Copy, from the material below, every line in which the word "total" can be found.

▶ _Material provided_
• • • • • • •
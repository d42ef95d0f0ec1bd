//! BBlob recursive fanout tree: a balanced 64-ary tree of leaf Blobs.
//! Grounded on `write_bblob`/`write_bblob_tree`/`read_bblob`/`bblob_size` in
//! `original_source/bblob.c`.

use crate::chunk::split_bblob;
use crate::errors::{Error, Result};
use crate::hash::ObjectId;
use crate::object::ObjectKind;
use crate::store::{LooseObjectStore, StoreOptions};

pub const FANOUT: usize = 64;

/// Chunks `data` with the BBlob chunker and writes the resulting leaves and
/// fanout tree, returning the root oid. Leaves below `CHUNK_GOAL` only
/// occur as the final leaf of the stream.
pub fn write_bblob(store: &LooseObjectStore, data: &[u8]) -> Result<ObjectId> {
    let algo = store.algo();
    let ranges = split_bblob(data, algo);

    let mut leaf_oids = Vec::with_capacity(ranges.len());
    for r in ranges {
        // `no_chunk`: these are the leaves themselves, writing them must not
        // re-trigger chunking (spec.md §9's per-call recursion fence).
        let oid =
            store.store_with_options(&ObjectKind::Blob, &data[r], StoreOptions { no_chunk: true })?;
        leaf_oids.push(oid);
    }

    write_bblob_tree(store, &leaf_oids)
}

/// Writes one level of the fanout tree for `oids`, recursing until the
/// group count fits in a single `FANOUT`-wide node. Depth is `ceil(log64 n)`.
pub fn write_bblob_tree(store: &LooseObjectStore, oids: &[ObjectId]) -> Result<ObjectId> {
    let rawsz = store.algo().rawsz();

    if oids.len() <= FANOUT {
        let mut raw = vec![0u8; FANOUT * rawsz];
        for (i, oid) in oids.iter().enumerate() {
            raw[i * rawsz..(i + 1) * rawsz].copy_from_slice(oid.as_bytes());
        }
        return store.store_with_options(&ObjectKind::BBlob, &raw, StoreOptions { no_chunk: true });
    }

    let mut group_oids = Vec::with_capacity(oids.len().div_ceil(FANOUT));
    for group in oids.chunks(FANOUT) {
        group_oids.push(write_bblob_tree(store, group)?);
    }
    write_bblob_tree(store, &group_oids)
}

/// Reads an oid back into bytes, recursing through BBlob nodes and
/// concatenating leaf Blobs in order. Null slots are skipped.
pub fn read_bblob(store: &LooseObjectStore, oid: &ObjectId) -> Result<Vec<u8>> {
    let obj = store.read(oid)?;
    match obj.kind {
        ObjectKind::Blob => Ok(obj.payload.to_vec()),
        ObjectKind::BBlob => {
            let rawsz = oid.rawsz();
            let algo = oid.algo();
            let mut out = Vec::new();
            for slot in obj.payload.chunks(rawsz) {
                if slot.len() != rawsz {
                    return Err(Error::InvalidFormat(
                        "bblob node payload not a multiple of rawsz".into(),
                    ));
                }
                let child = ObjectId::from_raw(algo, slot.to_vec())?;
                if child.is_null() {
                    continue;
                }
                out.extend(read_bblob(store, &child)?);
            }
            Ok(out)
        }
        other => Err(Error::CorruptType {
            oid: oid.clone(),
            expected: "blob or bblob",
            found: other.name().to_string(),
        }),
    }
}

/// Same traversal as [`read_bblob`] but summing sizes only, without
/// allocating a concatenation buffer.
pub fn size_bblob(store: &LooseObjectStore, oid: &ObjectId) -> Result<u64> {
    let obj = store.read(oid)?;
    match obj.kind {
        ObjectKind::Blob => Ok(obj.payload.len() as u64),
        ObjectKind::BBlob => {
            let rawsz = oid.rawsz();
            let algo = oid.algo();
            let mut total = 0u64;
            for slot in obj.payload.chunks(rawsz) {
                if slot.len() != rawsz {
                    return Err(Error::InvalidFormat(
                        "bblob node payload not a multiple of rawsz".into(),
                    ));
                }
                let child = ObjectId::from_raw(algo, slot.to_vec())?;
                if child.is_null() {
                    continue;
                }
                total += size_bblob(store, &child)?;
            }
            Ok(total)
        }
        other => Err(Error::CorruptType {
            oid: oid.clone(),
            expected: "blob or bblob",
            found: other.name().to_string(),
        }),
    }
}

#[cfg(test)]
mod tests {
    use super::*;
    use crate::hash::HashAlgo;
    use tempfile::tempdir;

    #[test]
    fn small_blob_single_leaf_root() {
        let dir = tempdir().unwrap();
        let store = LooseObjectStore::prepare(dir.path(), HashAlgo::Sha256).unwrap();

        let data = vec![0xAAu8; 100];
        let root = write_bblob(&store, &data).unwrap();

        let obj = store.read(&root).unwrap();
        assert_eq!(obj.kind, ObjectKind::BBlob);
        assert_eq!(obj.payload.len(), FANOUT * store.algo().rawsz());

        let rawsz = store.algo().rawsz();
        let slot0 = &obj.payload[0..rawsz];
        assert_ne!(slot0, vec![0u8; rawsz].as_slice());
        for slot in obj.payload.chunks(rawsz).skip(1) {
            assert_eq!(slot, vec![0u8; rawsz].as_slice());
        }

        let roundtripped = read_bblob(&store, &root).unwrap();
        assert_eq!(roundtripped, data);
        assert_eq!(size_bblob(&store, &root).unwrap(), 100);
    }

    #[test]
    fn empty_stream_is_all_null_root() {
        let dir = tempdir().unwrap();
        let store = LooseObjectStore::prepare(dir.path(), HashAlgo::Sha1).unwrap();
        let root = write_bblob(&store, &[]).unwrap();
        assert_eq!(read_bblob(&store, &root).unwrap(), Vec::<u8>::new());
        assert_eq!(size_bblob(&store, &root).unwrap(), 0);
    }

    #[test]
    fn larger_stream_roundtrips_exactly() {
        let dir = tempdir().unwrap();
        let store = LooseObjectStore::prepare(dir.path(), HashAlgo::Sha256).unwrap();

        let mut data = vec![0u8; 10_000];
        for (i, b) in data.iter_mut().enumerate() {
            *b = (i * 31 + 7) as u8;
        }

        let root = write_bblob(&store, &data).unwrap();
        assert_eq!(read_bblob(&store, &root).unwrap(), data);
        assert_eq!(size_bblob(&store, &root).unwrap(), data.len() as u64);
    }

    #[test]
    fn deep_tree_roundtrips() {
        let dir = tempdir().unwrap();
        let store = LooseObjectStore::prepare(dir.path(), HashAlgo::Sha1).unwrap();

        // force many leaves so the fanout tree needs more than one level.
        let oids: Vec<ObjectId> = (0..5000u32)
            .map(|i| ObjectId::hash_object(HashAlgo::Sha1, "blob", &i.to_le_bytes()))
            .collect();
        let root = write_bblob_tree(&store, &oids).unwrap();
        let obj = store.read(&root).unwrap();
        assert_eq!(obj.kind, ObjectKind::BBlob);
    }

    #[test]
    fn corrupt_type_on_non_blob_non_bblob() {
        let dir = tempdir().unwrap();
        let store = LooseObjectStore::prepare(dir.path(), HashAlgo::Sha1).unwrap();
        let oid = store
            .store(&ObjectKind::Other("commit".into()), b"not a blob")
            .unwrap();
        assert!(read_bblob(&store, &oid).is_err());
    }
}
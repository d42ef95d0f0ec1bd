//! `simple-odb`: a small CLI for exercising the loose object store directly,
//! grounded on `original_source/t/helper/test-simple-odb.c`'s `init` /
//! `write` / `add-alternate` commands, in the `clap::Parser` style used by
//! `tvix-store`'s binary.

use std::io::{self, Read};
use std::path::PathBuf;
use std::process::ExitCode;

use clap::{Parser, Subcommand};

use blobcas::object::ObjectKind;
use blobcas::store::LooseObjectStore;
use blobcas::HashAlgo;

#[derive(Parser)]
#[command(author, version, about = "loose object store test helper", long_about = None)]
struct Cli {
    #[command(subcommand)]
    command: Command,

    /// Hash algorithm the store operates under.
    #[arg(long, global = true, default_value = "sha256")]
    hash: HashAlgoArg,
}

#[derive(Clone, Copy, clap::ValueEnum)]
enum HashAlgoArg {
    Sha1,
    Sha256,
}

impl From<HashAlgoArg> for HashAlgo {
    fn from(value: HashAlgoArg) -> Self {
        match value {
            HashAlgoArg::Sha1 => HashAlgo::Sha1,
            HashAlgoArg::Sha256 => HashAlgo::Sha256,
        }
    }
}

#[derive(Subcommand)]
enum Command {
    /// Creates the object directory layout at `path`.
    Init { path: PathBuf },
    /// Writes one object of `kind`, read from `file` (or stdin if `-`),
    /// and prints its oid.
    Write {
        path: PathBuf,
        kind: String,
        file: String,
    },
    /// Registers `alternate` as an alternate object store for the store at
    /// `path`, by appending its (canonicalized) objects directory to
    /// `path/objects/info/alternates`.
    AddAlternate { path: PathBuf, alternate: PathBuf },
}

fn main() -> ExitCode {
    blobcas::logging::init();
    let cli = Cli::parse();
    let algo: HashAlgo = cli.hash.into();

    let result = match cli.command {
        Command::Init { path } => cmd_init(&path, algo),
        Command::Write { path, kind, file } => cmd_write(&path, algo, &kind, &file),
        Command::AddAlternate { path, alternate } => cmd_add_alternate(&path, &alternate, algo),
    };

    match result {
        Ok(()) => ExitCode::SUCCESS,
        Err(e) => {
            eprintln!("simple-odb: {e}");
            ExitCode::FAILURE
        }
    }
}

fn cmd_init(path: &std::path::Path, algo: HashAlgo) -> blobcas::Result<()> {
    LooseObjectStore::prepare(path, algo)?;
    Ok(())
}

fn read_input(file: &str) -> io::Result<Vec<u8>> {
    if file == "-" {
        let mut buf = Vec::new();
        io::stdin().read_to_end(&mut buf)?;
        Ok(buf)
    } else {
        std::fs::read(file)
    }
}

fn cmd_write(path: &std::path::Path, algo: HashAlgo, kind: &str, file: &str) -> blobcas::Result<()> {
    let data = read_input(file)?;
    let store = LooseObjectStore::prepare(path, algo)?;
    let oid = store.store(&ObjectKind::parse(kind), &data)?;
    println!("{oid}");
    Ok(())
}

fn cmd_add_alternate(
    path: &std::path::Path,
    alternate: &std::path::Path,
    algo: HashAlgo,
) -> blobcas::Result<()> {
    let primary = LooseObjectStore::prepare(path, algo)?;
    let alternate_store = LooseObjectStore::prepare(alternate, algo)?;

    let alternates_path = primary.root().join("objects").join("info").join("alternates");
    let mut contents = std::fs::read_to_string(&alternates_path).unwrap_or_default();
    let alternate_objects_dir = alternate_store.root().join("objects");
    let line = alternate_objects_dir.display().to_string();

    if !contents.lines().any(|existing| existing == line) {
        if !contents.is_empty() && !contents.ends_with('\n') {
            contents.push('\n');
        }
        contents.push_str(&line);
        contents.push('\n');
        std::fs::write(&alternates_path, contents)?;
    }

    Ok(())
}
• • • • • • •
▶ _Exercise answer_
            let mut total = 0u64;
                total += size_bblob(store, &child)?;
            Ok(total)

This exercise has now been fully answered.